The above description is only of the preferred embodiments of the present invention and is not intended to limit the present invention, but various modifications and variations can be made to the present invention by those skilled in the art. Any modification, equivalent replacement, improvement, etc. made within the spirit and principle of the present invention should be included in the protection scope of the present invention.

Claims (8)

1. The laser car lamp control system is characterized by comprising a controller, a vibrating mirror, a car lamp light source/red light source, a ranging laser light source and a ranging laser receiving module, wherein the vibrating mirror, the car lamp light source/red light source, the ranging laser light source and the ranging laser receiving module are respectively connected with the controller, the laser car lamp control system further comprises a beam combining mirror positioned between the vibrating mirror and the ranging laser light source, and an optical lens positioned between the car lamp light source/red light source and the beam combining mirror, wherein a ranging laser receiving module is further arranged at a protective mirror, and the ranging laser receiving module is electrically connected with the controller.

2. The laser light control system of claim 1, wherein the ranging laser light source is mounted on the back of the beam combiner reflecting surface such that the ranging laser light is used to transmit through the beam combiner.

3. The laser light control system of claim 1, wherein the lamp light source/red light source is mounted on the opposite side of the lens through which the light beam is diffused.
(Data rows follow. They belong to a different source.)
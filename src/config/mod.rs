use crate::circuit_breaker::{ConfigRegistry, EndpointConfig};
use crate::error::{Result, WardenError};
use serde::{Deserialize, Serialize};
use std::path::Path;

/// Main warden configuration
#[derive(Debug, Clone, Serialize, Deserialize)]
pub struct WardenConfig {
    /// Server configuration
    #[serde(default)]
    pub server: ServerConfig,
    /// Shared state store; breakers stay process-local when absent
    #[serde(default)]
    pub redis: Option<RedisConfig>,
    /// Configuration for endpoints without an explicit rule
    #[serde(default)]
    pub defaults: EndpointConfig,
    /// Rules for breakers protecting received traffic
    #[serde(default)]
    pub inbound: Vec<EndpointRule>,
    /// Rules for breakers protecting calls to dependencies
    #[serde(default)]
    pub outbound: Vec<EndpointRule>,
}

/// Server configuration
#[derive(Debug, Clone, Serialize, Deserialize)]
pub struct ServerConfig {
    /// Server host address
    #[serde(default = "default_host")]
    pub host: String,
    /// Server port
    #[serde(default = "default_port")]
    pub port: u16,
}

/// Redis configuration
#[derive(Debug, Clone, Serialize, Deserialize)]
pub struct RedisConfig {
    /// Redis connection URL
    pub url: String,
}

/// Breaker configuration for one endpoint
#[derive(Debug, Clone, Serialize, Deserialize)]
pub struct EndpointRule {
    /// Endpoint URL or path; normalized when registered
    pub endpoint: String,
    #[serde(flatten)]
    pub config: EndpointConfig,
}

fn default_host() -> String {
    "0.0.0.0".to_string()
}

fn default_port() -> u16 {
    8080
}

impl Default for ServerConfig {
    fn default() -> Self {
        Self {
            host: default_host(),
            port: default_port(),
        }
    }
}

impl WardenConfig {
    /// Load configuration from a YAML file
    pub fn from_file<P: AsRef<Path>>(path: P) -> Result<Self> {
        let content = std::fs::read_to_string(path)
            .map_err(|e| WardenError::Config(format!("Failed to read config file: {}", e)))?;

        Self::from_yaml(&content)
    }

    /// Parse configuration from YAML string
    pub fn from_yaml(yaml: &str) -> Result<Self> {
        serde_yaml::from_str(yaml)
            .map_err(|e| WardenError::Config(format!("Failed to parse config: {}", e)))
    }

    /// Validate configuration
    pub fn validate(&self) -> Result<()> {
        validate_endpoint_config("defaults", &self.defaults)?;

        for (namespace, rules) in [("inbound", &self.inbound), ("outbound", &self.outbound)] {
            for rule in rules {
                if rule.endpoint.trim().is_empty() {
                    return Err(WardenError::Config(format!(
                        "Endpoint cannot be empty in {} rules",
                        namespace
                    )));
                }
                validate_endpoint_config(&rule.endpoint, &rule.config)?;
            }
        }

        if let Some(redis) = &self.redis {
            if !redis.url.starts_with("redis://") && !redis.url.starts_with("rediss://") {
                return Err(WardenError::Config(format!(
                    "Redis URL must start with redis:// or rediss://, got: {}",
                    redis.url
                )));
            }
        }

        Ok(())
    }

    /// Build the configuration registry described by this file
    pub fn registry(&self) -> ConfigRegistry {
        let registry = ConfigRegistry::new(self.defaults.clone());
        for rule in &self.inbound {
            registry.set_inbound_config(&rule.endpoint, rule.config.clone());
        }
        for rule in &self.outbound {
            registry.set_outbound_config(&rule.endpoint, rule.config.clone());
        }
        registry
    }

    /// Create a default configuration for testing
    pub fn default_config() -> Self {
        Self {
            server: ServerConfig::default(),
            redis: None,
            defaults: EndpointConfig::default(),
            inbound: vec![],
            outbound: vec![],
        }
    }
}

fn validate_endpoint_config(name: &str, config: &EndpointConfig) -> Result<()> {
    if config.failure_threshold == 0 {
        return Err(WardenError::Config(format!(
            "failure_threshold must be > 0 for: {}",
            name
        )));
    }
    if config.half_open_success_threshold == 0 {
        return Err(WardenError::Config(format!(
            "half_open_success_threshold must be > 0 for: {}",
            name
        )));
    }
    if config.open_timeout_ms == 0 {
        return Err(WardenError::Config(format!(
            "open_timeout_ms must be > 0 for: {}",
            name
        )));
    }
    if config.max_timeout_ms < config.open_timeout_ms {
        return Err(WardenError::Config(format!(
            "max_timeout_ms must be >= open_timeout_ms for: {}",
            name
        )));
    }
    Ok(())
}
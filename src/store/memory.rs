use super::{StateStore, StoreError};
use async_trait::async_trait;
use dashmap::DashMap;
use std::collections::HashMap;
use std::sync::atomic::{AtomicBool, AtomicU64, Ordering};
use std::sync::Arc;
use tracing::debug;

/// In-memory state store
///
/// Shares state between breakers of one process only. Loads and saves can be
/// made to fail, which lets tests exercise the degraded paths.
#[derive(Debug, Clone, Default)]
pub struct MemoryStateStore {
    entries: Arc<DashMap<String, HashMap<String, String>>>,
    fail_loads: Arc<AtomicBool>,
    fail_saves: Arc<AtomicBool>,
    saves: Arc<AtomicU64>,
}

impl MemoryStateStore {
    pub fn new() -> Self {
        Self::default()
    }

    /// Make every subsequent load fail (or succeed again)
    pub fn fail_loads(&self, fail: bool) {
        self.fail_loads.store(fail, Ordering::SeqCst);
    }

    /// Make every subsequent save fail (or succeed again)
    pub fn fail_saves(&self, fail: bool) {
        self.fail_saves.store(fail, Ordering::SeqCst);
    }

    /// Snapshot of the fields stored under `key`
    pub fn get(&self, key: &str) -> Option<HashMap<String, String>> {
        self.entries.get(key).map(|entry| entry.value().clone())
    }

    /// Replace the fields stored under `key`
    pub fn insert(&self, key: impl Into<String>, fields: HashMap<String, String>) {
        self.entries.insert(key.into(), fields);
    }

    /// Number of successful saves so far
    pub fn save_count(&self) -> u64 {
        self.saves.load(Ordering::SeqCst)
    }

    pub fn keys(&self) -> Vec<String> {
        self.entries.iter().map(|e| e.key().clone()).collect()
    }
}

#[async_trait]
impl StateStore for MemoryStateStore {
    async fn load_fields(&self, key: &str) -> Result<HashMap<String, String>, StoreError> {
        if self.fail_loads.load(Ordering::SeqCst) {
            return Err(StoreError::Unavailable("load disabled".to_string()));
        }

        Ok(self.get(key).unwrap_or_default())
    }

    async fn save_fields(
        &self,
        key: &str,
        fields: &HashMap<String, String>,
    ) -> Result<(), StoreError> {
        if self.fail_saves.load(Ordering::SeqCst) {
            return Err(StoreError::Unavailable("save disabled".to_string()));
        }

        debug!(key = key, fields = fields.len(), "Saving breaker fields");
        self.entries
            .entry(key.to_string())
            .or_default()
            .extend(fields.iter().map(|(k, v)| (k.clone(), v.clone())));
        self.saves.fetch_add(1, Ordering::SeqCst);
        Ok(())
    }
}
4. The laser light control system of claim 3, wherein the optical lens is mounted on a reflective surface of the beam combiner.

5. The laser light control system of claim 1, wherein the galvanometer is movable along an XY axis.

6. The laser light control system of claim 1, wherein the light source/red light source is configured to provide a warning pattern.

7. The laser light control system of claim 1, wherein the controller comprises an FPGA.

8. The laser light control system of claim 7, further comprising an external information feedback module coupled to the controller, the external information feedback module configured to provide at least one of a braking, a vehicle speed change, a steering wheel angle change, and a street lamp control signal.